## Dataset
- Opening Delimiter -

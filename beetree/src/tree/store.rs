//! Node store: typed access to blocks in the log.
//!
//! Reads decode a block at an offset; writes encode a block and append it.
//! The store never rewrites an existing block. A read-only store rejects every
//! write before touching the log.

use std::sync::Arc;

use crate::storage::{Log, Offset};
use crate::tree::block::{Block, CommitRecord, Header};
use crate::tree::error::TreeError;
use crate::tree::node::{Node, NodeError};

/// Block reader/writer over a shared log.
#[derive(Clone)]
pub struct NodeStore {
    log: Arc<dyn Log>,
    readonly: bool,
}

impl NodeStore {
    /// Create a store over `log`.
    #[must_use]
    pub fn new(log: Arc<dyn Log>, readonly: bool) -> Self {
        Self { log, readonly }
    }

    /// The underlying log.
    #[must_use]
    pub const fn log(&self) -> &Arc<dyn Log> {
        &self.log
    }

    /// Whether writes are rejected.
    #[must_use]
    pub const fn is_readonly(&self) -> bool {
        self.readonly
    }

    /// Current log length in blocks.
    #[must_use]
    pub fn len(&self) -> u64 {
        self.log.len()
    }

    /// Whether the log holds no blocks.
    #[must_use]
    pub fn is_empty(&self) -> bool {
        self.log.is_empty()
    }

    /// Read and decode any block.
    pub fn read_block(&self, offset: Offset) -> Result<Block, TreeError> {
        let bytes = self.log.read(offset)?;
        Block::decode(&bytes).map_err(|source| TreeError::CorruptNode { offset, source })
    }

    /// Read a tree node.
    pub fn read_node(&self, offset: Offset) -> Result<Node, TreeError> {
        tracing::trace!("fetching node at offset {offset}");
        self.read_as(offset, Block::into_node)
    }

    /// Read a commit record.
    pub fn read_commit(&self, offset: Offset) -> Result<CommitRecord, TreeError> {
        self.read_as(offset, Block::into_commit)
    }

    /// Read a header block.
    pub fn read_header(&self, offset: Offset) -> Result<Header, TreeError> {
        self.read_as(offset, Block::into_header)
    }

    fn read_as<T>(
        &self,
        offset: Offset,
        unwrap: impl FnOnce(Block) -> Result<T, NodeError>,
    ) -> Result<T, TreeError> {
        unwrap(self.read_block(offset)?).map_err(|source| TreeError::CorruptNode { offset, source })
    }

    /// Encode and append a block.
    pub fn write_block(&self, block: &Block) -> Result<Offset, TreeError> {
        if self.readonly {
            return Err(TreeError::ReadOnlyViolation);
        }
        Ok(self.log.append(&block.encode())?)
    }

    /// Encode and append a tree node.
    pub fn write_node(&self, node: Node) -> Result<Offset, TreeError> {
        self.write_block(&Block::Node(node))
    }

    /// Make appended blocks durable.
    pub fn sync(&self) -> Result<(), TreeError> {
        Ok(self.log.sync()?)
    }
}

impl std::fmt::Debug for NodeStore {
    fn fmt(&self, f: &mut std::fmt::Formatter<'_>) -> std::fmt::Result {
        f.debug_struct("NodeStore")
            .field("len", &self.log.len())
            .field("readonly", &self.readonly)
            .finish()
    }
}
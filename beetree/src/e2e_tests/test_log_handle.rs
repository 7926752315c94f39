//! The log a view was opened over is exposed unchanged.

use std::sync::Arc;

use crate::config::TreeConfig;
use crate::storage::{Log, MemoryLog};
use crate::view::Bee;

#[test]
fn test_log_is_exposed() {
    let log: Arc<dyn Log> = Arc::new(MemoryLog::new());
    let db = Bee::open(log.clone(), &TreeConfig::default()).expect("open");
    assert!(Arc::ptr_eq(db.log(), &log));

    // Derived views share the same log.
    let sub = db.sub(b"sub");
    assert!(Arc::ptr_eq(sub.log(), &log));
}
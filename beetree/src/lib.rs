// Life of a write:
// 1. Caller stages puts/deletes in a Batch (typed keys encoded by a Codec)
// 2. Namespaced views prepend their prefix to every key
// 3. The tree applies the batch copy-on-write against the batch's base version:
//     - Load the root-to-leaf paths the keys touch
//     - Insert/delete, splitting, borrowing and merging as needed
// 4. Under the commit lock:
//     - Reject the batch if another commit landed since its base
//     - Append the rewritten nodes (leaves first), then a commit record
//     - Publish the new head
//
// Life of a read:
//  - Resolve the head once (the outermost pinned version, else the latest)
//  - Walk immutable blocks from that head's root; nothing is locked
//
// System components:
//  - Append-only log (memory, file, simulated)
//  - Copy-on-write B+tree engine
//  - Typed views: sub databases, snapshots, checkouts
#![cfg_attr(test, allow(clippy::expect_used, clippy::unwrap_used))]

pub mod codec;
pub mod config;
mod e2e_tests;
pub mod simulation;
pub mod storage;
#[cfg(test)]
mod testing;
pub mod tree;
pub mod view;

pub use view::{Batch, Bee, Entry, HistoryEntry, HistoryOptions, ReadOptions};
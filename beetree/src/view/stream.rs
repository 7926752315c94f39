//! Typed read and history streams.

use std::ops::Bound;
use std::sync::Arc;

use crate::codec::{Codec, Owned};
use crate::tree::{HistoryRecord, KeyRange, TreeError};
use crate::view::scope::{Entries, Records};

/// A decoded key-value pair.
#[derive(Debug, Clone, PartialEq, Eq)]
pub struct Entry<K, V> {
    pub key: K,
    pub value: V,
}

/// A decoded change from the history of a view.
#[derive(Debug, Clone, PartialEq, Eq)]
pub struct HistoryEntry<K, V> {
    /// Version created by the commit that applied the change.
    pub version: u64,
    /// Commit sequence number.
    pub seq: u64,
    pub key: K,
    /// New value, or `None` for a delete.
    pub value: Option<V>,
}

/// Bounds, direction and limit of a range read.
///
/// If both an inclusive and an exclusive bound are set on the same side, the
/// exclusive one is used.
#[derive(Debug)]
pub struct ReadOptions<'a, T: ?Sized> {
    pub gt: Option<&'a T>,
    pub gte: Option<&'a T>,
    pub lt: Option<&'a T>,
    pub lte: Option<&'a T>,
    pub reverse: bool,
    pub limit: Option<usize>,
}

impl<T: ?Sized> Default for ReadOptions<'_, T> {
    fn default() -> Self {
        Self {
            gt: None,
            gte: None,
            lt: None,
            lte: None,
            reverse: false,
            limit: None,
        }
    }
}

impl<'a, T: ?Sized> ReadOptions<'a, T> {
    #[must_use]
    pub fn new() -> Self {
        Self::default()
    }

    #[must_use]
    pub const fn gt(mut self, key: &'a T) -> Self {
        self.gt = Some(key);
        self
    }

    #[must_use]
    pub const fn gte(mut self, key: &'a T) -> Self {
        self.gte = Some(key);
        self
    }

    #[must_use]
    pub const fn lt(mut self, key: &'a T) -> Self {
        self.lt = Some(key);
        self
    }

    #[must_use]
    pub const fn lte(mut self, key: &'a T) -> Self {
        self.lte = Some(key);
        self
    }

    #[must_use]
    pub const fn reverse(mut self, reverse: bool) -> Self {
        self.reverse = reverse;
        self
    }

    #[must_use]
    pub const fn limit(mut self, limit: usize) -> Self {
        self.limit = Some(limit);
        self
    }

    /// Encode the bounds with `codec`.
    pub(crate) fn to_range<C: Codec<Item = T>>(&self, codec: &C) -> KeyRange
    where
        T: ToOwned,
    {
        let bound = |exclusive: Option<&T>, inclusive: Option<&T>| match (exclusive, inclusive) {
            (Some(key), _) => Bound::Excluded(codec.encode(key)),
            (None, Some(key)) => Bound::Included(codec.encode(key)),
            (None, None) => Bound::Unbounded,
        };
        KeyRange {
            lower: bound(self.gt, self.gte),
            upper: bound(self.lt, self.lte),
            reverse: self.reverse,
        }
    }
}

/// Version window, direction and limit of a history read.
#[derive(Debug, Clone, Copy, Default, PartialEq, Eq)]
pub struct HistoryOptions {
    /// Only changes from versions greater than this.
    pub since: Option<u64>,
    /// Only changes from versions up to and including this.
    pub until: Option<u64>,
    pub reverse: bool,
    pub limit: Option<usize>,
}

impl HistoryOptions {
    #[must_use]
    pub fn new() -> Self {
        Self::default()
    }

    #[must_use]
    pub const fn since(mut self, version: u64) -> Self {
        self.since = Some(version);
        self
    }

    #[must_use]
    pub const fn until(mut self, version: u64) -> Self {
        self.until = Some(version);
        self
    }

    #[must_use]
    pub const fn reverse(mut self, reverse: bool) -> Self {
        self.reverse = reverse;
        self
    }

    #[must_use]
    pub const fn limit(mut self, limit: usize) -> Self {
        self.limit = Some(limit);
        self
    }
}

/// Lazy stream of decoded entries from a range read.
pub struct ReadStream<K: Codec, V: Codec> {
    entries: Entries,
    keys: Arc<K>,
    values: Arc<V>,
    remaining: Option<usize>,
}

impl<K: Codec, V: Codec> ReadStream<K, V> {
    pub(crate) fn new(
        entries: Entries,
        keys: Arc<K>,
        values: Arc<V>,
        limit: Option<usize>,
    ) -> Self {
        Self {
            entries,
            keys,
            values,
            remaining: limit,
        }
    }
}

impl<K: Codec, V: Codec> Iterator for ReadStream<K, V> {
    type Item = Result<Entry<Owned<K>, Owned<V>>, TreeError>;

    fn next(&mut self) -> Option<Self::Item> {
        if let Some(remaining) = self.remaining.as_mut() {
            if *remaining == 0 {
                return None;
            }
            *remaining -= 1;
        }
        let entry = match self.entries.next()? {
            Ok(entry) => entry,
            Err(e) => return Some(Err(e)),
        };
        Some(decode_entry(&*self.keys, &*self.values, &entry.key, &entry.value))
    }
}

/// Lazy stream of decoded history entries.
pub struct HistoryStream<K: Codec, V: Codec> {
    records: Records,
    keys: Arc<K>,
    values: Arc<V>,
    remaining: Option<usize>,
}

impl<K: Codec, V: Codec> HistoryStream<K, V> {
    pub(crate) fn new(
        records: Records,
        keys: Arc<K>,
        values: Arc<V>,
        limit: Option<usize>,
    ) -> Self {
        Self {
            records,
            keys,
            values,
            remaining: limit,
        }
    }
}

impl<K: Codec, V: Codec> Iterator for HistoryStream<K, V> {
    type Item = Result<HistoryEntry<Owned<K>, Owned<V>>, TreeError>;

    fn next(&mut self) -> Option<Self::Item> {
        if let Some(remaining) = self.remaining.as_mut() {
            if *remaining == 0 {
                return None;
            }
            *remaining -= 1;
        }
        let record = match self.records.next()? {
            Ok(record) => record,
            Err(e) => return Some(Err(e)),
        };
        Some(decode_record(&*self.keys, &*self.values, record))
    }
}

fn decode_record<K: Codec, V: Codec>(
    keys: &K,
    values: &V,
    record: HistoryRecord,
) -> Result<HistoryEntry<Owned<K>, Owned<V>>, TreeError> {
    Ok(HistoryEntry {
        version: record.version,
        seq: record.seq,
        key: keys.decode(&record.key)?,
        value: record
            .value
            .as_deref()
            .map(|value| values.decode(value))
            .transpose()?,
    })
}

pub(crate) fn decode_entry<K: Codec, V: Codec>(
    keys: &K,
    values: &V,
    key: &[u8],
    value: &[u8],
) -> Result<Entry<Owned<K>, Owned<V>>, TreeError> {
    Ok(Entry {
        key: keys.decode(key)?,
        value: values.decode(value)?,
    })
}

#[cfg(test)]
mod tests {
    use super::*;
    use crate::codec::Utf8;

    #[test]
    fn test_exclusive_bound_wins() {
        let options = ReadOptions::<str>::new().gt("a").gte("b").lte("z");
        let range = options.to_range(&Utf8);
        assert_eq!(range.lower, Bound::Excluded(b"a".to_vec()));
        assert_eq!(range.upper, Bound::Included(b"z".to_vec()));
        assert!(!range.reverse);
    }

    #[test]
    fn test_default_options_are_unbounded() {
        let range = ReadOptions::<str>::new().reverse(true).to_range(&Utf8);
        assert_eq!(range.lower, Bound::Unbounded);
        assert_eq!(range.upper, Bound::Unbounded);
        assert!(range.reverse);
    }
}
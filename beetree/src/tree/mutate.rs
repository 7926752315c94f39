//! Copy-on-write mutation of a stored tree.
//!
//! A [`Mutation`] starts from the root of a committed version and applies
//! puts and deletes without ever changing a stored node. Every node on a
//! touched root-to-leaf path is copied into an in-memory arena the first time
//! it is reached; later operations in the same flush edit the copy. Untouched
//! subtrees stay referenced by their log offset and are shared with the base
//! version.
//!
//! # Rebalancing
//!
//! Leaves and internal nodes hold between `⌈M/2⌉` and `M` entries/children,
//! except the root.
//!
//! - Overflow: split at the median and insert the separator into the parent;
//!   a root split adds a level.
//! - Underflow: borrow from the left sibling if it can spare an entry, else
//!   from the right sibling, else merge into the left sibling, else merge the
//!   right sibling in. An internal root left with one child is replaced by
//!   that child; an empty leaf root leaves the tree empty.
//!
//! [`Mutation::write`] appends the dirty nodes children-first, so the root is
//! always the last node block of a flush.

use std::mem;

use crate::codec::KeyOrder;
use crate::storage::Offset;
use crate::tree::error::TreeError;
use crate::tree::node::{InternalNode, Layout, LeafNode, Node, NodeError};
use crate::tree::store::NodeStore;

/// Reference to a child during a mutation.
#[derive(Debug, Clone, Copy, PartialEq, Eq)]
enum Slot {
    /// Unchanged node, shared with the base version.
    Stored(Offset),
    /// Copied node in the arena.
    Dirty(usize),
}
//! Trees over a file log survive reopening.

use std::sync::Arc;

use crate::codec::Utf8;
use crate::config::TreeConfig;
use crate::storage::FileLog;
use crate::testing::read_keys;
use crate::view::{Bee, HistoryOptions, ReadOptions};

fn open(path: &std::path::Path, config: &TreeConfig) -> Bee<Utf8, Utf8> {
    let log = FileLog::open(path).expect("open file log");
    Bee::with_codecs(Arc::new(log), config, Utf8, Utf8).expect("open bee")
}

#[test]
fn test_reopen_restores_latest_version() {
    let dir = tempfile::tempdir().expect("temp dir");
    let path = dir.path().join("tree.log");

    let version = {
        let db = open(&path, &TreeConfig::default().with_order(4));
        for i in 0..30 {
            db.put(&format!("{i:02}"), &i.to_string()).expect("put");
        }
        db.del("05").expect("del");
        db.sub("users").put("alice", "admin").expect("put");
        db.version().expect("version")
    };

    // The stored order wins over the configured one.
    let db = open(&path, &TreeConfig::default().with_order(16));
    assert_eq!(db.version().expect("version"), version);
    assert_eq!(db.header().expect("header").expect("header").order, 4);

    let entry = db.get("17").expect("get").expect("entry");
    assert_eq!(entry.value, "17");
    assert!(db.get("05").expect("get").is_none());
    assert_eq!(
        read_keys(&db.sub("users"), &ReadOptions::new()),
        vec!["alice".to_string()]
    );

    let history = db.history_stream(HistoryOptions::new()).count();
    assert_eq!(history, 32);

    db.put("30", "30").expect("put after reopen");
    assert!(db.version().expect("version") > version);
}
//! The header block written by the first commit.

use crate::codec::ByteOrder;
use crate::config::TreeConfig;
use crate::storage::Log;
use crate::testing::memory_bee;
use crate::tree::{HEADER_FORMAT, TreeError};
use crate::view::Bee;

#[test]
fn test_get_header_out() {
    let (_log, db) = memory_bee(&TreeConfig::default());
    db.put("hi", "ho").expect("put");

    let header = db.header().expect("header").expect("header written");
    assert_eq!(header.protocol, "beetree");
    assert_eq!(header.format, HEADER_FORMAT);
    assert_eq!(header.key_codec, "utf-8");
    assert_eq!(header.value_codec, "utf-8");
    assert_eq!(header.order, 8);
}

#[test]
fn test_header_written_only_by_first_commit() {
    let (log, db) = memory_bee(&TreeConfig::default());
    assert!(db.header().expect("header").is_none());
    assert_eq!(log.len(), 0);

    db.put("a", "1").expect("put");
    let after_first = log.len();
    db.put("b", "2").expect("put");
    assert!(db.header().expect("header").is_some());

    // The second commit appends only its nodes and commit record.
    let header_blocks = (0..log.len())
        .filter(|&offset| {
            log.read(offset)
                .is_ok_and(|bytes| bytes.first() == Some(&0x01))
        })
        .count();
    assert_eq!(header_blocks, 1);
    assert!(log.len() > after_first);
}

#[test]
fn test_protocol_mismatch_on_reopen() {
    let (log, db) = memory_bee(&TreeConfig::default());
    db.put("a", "1").expect("put");

    let result = Bee::with_key_order(
        log,
        &TreeConfig::default().with_protocol("other"),
        crate::codec::Utf8,
        crate::codec::Utf8,
        std::sync::Arc::new(ByteOrder),
    );
    assert!(matches!(
        result,
        Err(TreeError::HeaderMismatch {
            field: "protocol",
            ..
        })
    ));
}
impl RangeCursor {
    /// Create a cursor over the tree rooted at `root`.
    #[must_use]
    pub const fn new(tree: Arc<Tree>, root: Option<Offset>, range: KeyRange) -> Self {
        Self {
            tree,
            range,
            stack: Vec::new(),
            leaf: Vec::new(),
            position: 0,
            state: State::Start(root),
        }
    }

    fn start(&mut self, root: Option<Offset>) -> Result<(), TreeError> {
        let Some(root) = root else {
            self.finish("empty tree");
            return Ok(());
        };
        if self.range.is_empty(self.tree.key_order()) {
            self.finish("empty interval");
            return Ok(());
        }
        self.state = State::Active;
        let mut offset = root;
        loop {
            match self.tree.store().read_node(offset)? {
                Node::Internal(node) => {
                    let index = self.range.start_child(self.tree.key_order(), &node);
                    offset = node.children[index];
                    self.stack.push(Frame { node, index });
                }
                Node::Leaf(leaf) => {
                    self.position = self
                        .range
                        .start_position(self.tree.key_order(), &leaf.entries);
                    self.leaf = leaf.entries;
                    return Ok(());
                }
            }
        }
    }

    /// Move to the next leaf in the iteration direction. Returns `false` when
    /// no remaining subtree can hold a key within bounds.
    fn next_leaf(&mut self) -> Result<bool, TreeError> {
        let order = self.tree.key_order();
        let offset = loop {
            let Some(frame) = self.stack.last_mut() else {
                return Ok(false);
            };
            if self.range.reverse {
                if frame.index == 0 {
                    self.stack.pop();
                    continue;
                }
                frame.index -= 1;
                // Every key in the new child is below this separator.
                let separator = &frame.node.keys[frame.index];
                let exhausted = match &self.range.lower {
                    Bound::Included(bound) | Bound::Excluded(bound) => {
                        order.compare(separator, bound) != Ordering::Greater
                    }
                    Bound::Unbounded => false,
                };
                if exhausted {
                    return Ok(false);
                }
            } else {
                if frame.index + 1 >= frame.node.children.len() {
                    self.stack.pop();
                    continue;
                }
                frame.index += 1;
                // Every key in the new child is at or above this separator.
                let separator = &frame.node.keys[frame.index - 1];
                if !self.range.below_upper(order, separator) {
                    return Ok(false);
                }
            }
            break frame.node.children[frame.index];
        };

        let mut offset = offset;
        loop {
            match self.tree.store().read_node(offset)? {
                Node::Internal(node) => {
                    let index = if self.range.reverse {
                        node.children.len() - 1
                    } else {
                        0
                    };
                    offset = node.children[index];
                    self.stack.push(Frame { node, index });
                }
                Node::Leaf(leaf) => {
                    self.position = if self.range.reverse {
                        leaf.entries.len()
                    } else {
                        0
                    };
                    self.leaf = leaf.entries;
                    return Ok(true);
                }
            }
        }
    }

    fn advance(&mut self) -> Result<Option<LeafEntry>, TreeError> {
        loop {
            let has_entry = if self.range.reverse {
                self.position > 0
            } else {
                self.position < self.leaf.len()
            };
            if !has_entry {
                if self.next_leaf()? {
                    continue;
                }
                self.finish("no further subtree in range");
                return Ok(None);
            }

            let index = if self.range.reverse {
                self.position - 1
            } else {
                self.position
            };
            let key = &self.leaf[index].key;
            let order = self.tree.key_order();
            let in_range = if self.range.reverse {
                self.range.above_lower(order, key)
            } else {
                self.range.below_upper(order, key)
            };
            if !in_range {
                self.finish("passed the far bound");
                return Ok(None);
            }

            if self.range.reverse {
                self.position -= 1;
            } else {
                self.position += 1;
            }
            return Ok(Some(LeafEntry {
                key: std::mem::take(&mut self.leaf[index].key),
                value: std::mem::take(&mut self.leaf[index].value),
            }));
        }
    }

    fn finish(&mut self, reason: &str) {
        tracing::trace!("range cursor done: {reason}");
        self.state = State::Done;
        self.stack.clear();
        self.leaf.clear();
    }
}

- Closing Delimiter -

## Task to complete
Indicate how many lines of the material contain the string "views", giving the number and nothing more.

## Response
3